Tuesday: December 5, 2017
Overcoats, photo by Anna Azarov
Who:Overcoats w/Sarah Jaffe When: Tuesday, 12.05, 7 p.m. Where: Globe Hall Why: Electronic pop duo Overcoats released its debut full-length YOUNG in 2017. It has the kind of sonically rich production you would hope for from a band of its kind but where Overcoats truly distinguishes itself is in its willingness to incorporate fairly unconventional sounds and rhythms in its songs and the subject matter of the lyrics sound more like a worthwhile country or folk artist. The vulnerability and startling frankness may not be obvious amid ghostly atmospheres and lushly smooth low end pulses but if you take some time with the songs it’s striking. And who better to tour with Overcoats than Sarah Jaffe’s whose own 2017 album Bad Baby swims in bright yet melancholic synth tones and sweeping rhythms as well as thought-provoking words that unwind some of the complexity of mixed emotions everyone seems to navigate in modern life these days. Definitely for fans of St. Vincent and EMA.
Who:Supersuckers, The Bellrays, Bombpops When: Tuesday, 12.05, 7 p.m. Where: Lost Lake Why: Supersuckers have tried on various sounds over the course of the last thirty or so years. But initially the band was kind of a garage punk band with an irreverent and ironic sense of humor. Probably too many people took their song “I Say Fuck” too much at face value, totally missing the significance of Daniel Clowes having done the artwork to The Smoke of Hell and Clowes’ own views on the lunkheads of the world. Whatever your takeaway from the band, its shows are energetic and celebratory even after it wisely progressed away from its roots a bit and became more of a gritty country rock band in recent years. Bellrays are a soulful revolution rock band fronted by the incomparable Lisa Kekaula. For its 1998 album Let It Blast, the band wrote a song called “Blues For Godzilla” and actually lived up to the title. That image should give you some idea about the live show.

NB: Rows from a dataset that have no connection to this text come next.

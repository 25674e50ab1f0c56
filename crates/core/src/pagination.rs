//! Pagination and ordering helpers for topic listings.
//!
//! `ORDER BY` cannot be bound as a query parameter, so the sortable columns
//! and directions are closed enums that render to fixed SQL fragments.

use std::str::FromStr;

use crate::error::CoreError;

// ---------------------------------------------------------------------------
// Pagination defaults
// ---------------------------------------------------------------------------

/// Default number of topics per page.
pub const DEFAULT_PAGE_LIMIT: i64 = 20;

/// Maximum number of topics per page.
pub const MAX_PAGE_LIMIT: i64 = 100;

/// Clamp a user-provided limit to valid bounds.
pub fn clamp_limit(limit: Option<i64>, default: i64, max: i64) -> i64 {
    limit.unwrap_or(default).max(1).min(max)
}

/// Clamp a user-provided offset to non-negative.
pub fn clamp_offset(offset: Option<i64>) -> i64 {
    offset.unwrap_or(0).max(0)
}

// ---------------------------------------------------------------------------
// Ordering
// ---------------------------------------------------------------------------

/// Columns a topic listing may be ordered by.
#[derive(Debug, Clone, Copy, PartialEq, Eq, Default)]
pub enum TopicOrderColumn {
    Name,
    #[default]
    CreatedAt,
    UpdatedAt,
    Version,
}

impl TopicOrderColumn {
    pub fn as_sql(self) -> &'static str {
        match self {
            TopicOrderColumn::Name => "name",
            TopicOrderColumn::CreatedAt => "created_at",
            TopicOrderColumn::UpdatedAt => "updated_at",
            TopicOrderColumn::Version => "version",
        }
    }
}

impl FromStr for TopicOrderColumn {
    type Err = CoreError;

    fn from_str(s: &str) -> Result<Self, Self::Err> {
        match s {
            "name" => Ok(TopicOrderColumn::Name),
            "created_at" | "createdAt" => Ok(TopicOrderColumn::CreatedAt),
            "updated_at" | "updatedAt" => Ok(TopicOrderColumn::UpdatedAt),
            "version" => Ok(TopicOrderColumn::Version),
            other => Err(CoreError::Validation(format!(
                "Invalid order_by '{other}'. Must be one of: name, created_at, updated_at, version"
            ))),
        }
    }
}

#[derive(Debug, Clone, Copy, PartialEq, Eq, Default)]
pub enum OrderDirection {
    Asc,
    #[default]
    Desc,
}

impl OrderDirection {
    pub fn as_sql(self) -> &'static str {
        match self {
            OrderDirection::Asc => "ASC",
            OrderDirection::Desc => "DESC",
        }
    }
}

impl FromStr for OrderDirection {
    type Err = CoreError;

    fn from_str(s: &str) -> Result<Self, Self::Err> {
        match s.to_ascii_lowercase().as_str() {
            "asc" => Ok(OrderDirection::Asc),
            "desc" => Ok(OrderDirection::Desc),
            _ => Err(CoreError::Validation(format!(
                "Invalid order_direction '{s}'. Must be 'asc' or 'desc'"
            ))),
        }
    }
}

/// A fully-resolved page request for topic listings.
#[derive(Debug, Clone, Copy, PartialEq, Eq)]
pub struct TopicPageRequest {
    pub limit: i64,
    pub offset: i64,
    pub order_by: TopicOrderColumn,
    pub direction: OrderDirection,
}

impl TopicPageRequest {
    /// Resolve raw query values, clamping numbers and rejecting unknown
    /// ordering keys.
    pub fn parse(
        limit: Option<i64>,
        offset: Option<i64>,
        order_by: Option<&str>,
        direction: Option<&str>,
    ) -> Result<Self, CoreError> {
        Ok(Self {
            limit: clamp_limit(limit, DEFAULT_PAGE_LIMIT, MAX_PAGE_LIMIT),
            offset: clamp_offset(offset),
            order_by: order_by
                .map(str::parse::<TopicOrderColumn>)
                .transpose()?
                .unwrap_or_default(),
            direction: direction
                .map(str::parse::<OrderDirection>)
                .transpose()?
                .unwrap_or_default(),
        })
    }

    /// The `ORDER BY` clause body. `id` breaks ties so pages are stable.
    pub fn order_clause(&self) -> String {
        format!(
            "{} {} NULLS LAST, id {}",
            self.order_by.as_sql(),
            self.direction.as_sql(),
            self.direction.as_sql()
        )
    }
}

// ---------------------------------------------------------------------------
// Tests
// ---------------------------------------------------------------------------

Wednesday: December 6, 2017
Sheet Metal Skingraft, photo by Tom Murphy
Who:Weird Wednesday: Sheet Metal Skingraft, Robot Peanut Butter & The Shooting Stars, Universal Devils When: Wednesday, 12.06, 9p.m. Where: 3 Kings Why: For this edition of Weird Wednesday you get to witness the noise-driven beatmaking of Sheet Metal Skingraft, the sinister one-man band folk-metal of Universal Devils as performed by Tricky Dick Wickett of Little Fyodor and Babushka Band and Robot Peanut Butter & The Shooting Stars which answers the question “What do you get when a noisy, experimental funk band makes music that J. Dilla might have wanted to sample while making a song that sounds like a lo-fi version of J. Dilla’s more out there beats?” Very meta. Thus, Weird Wednesday delivers another night of some of the most interesting and unusual music in Denver.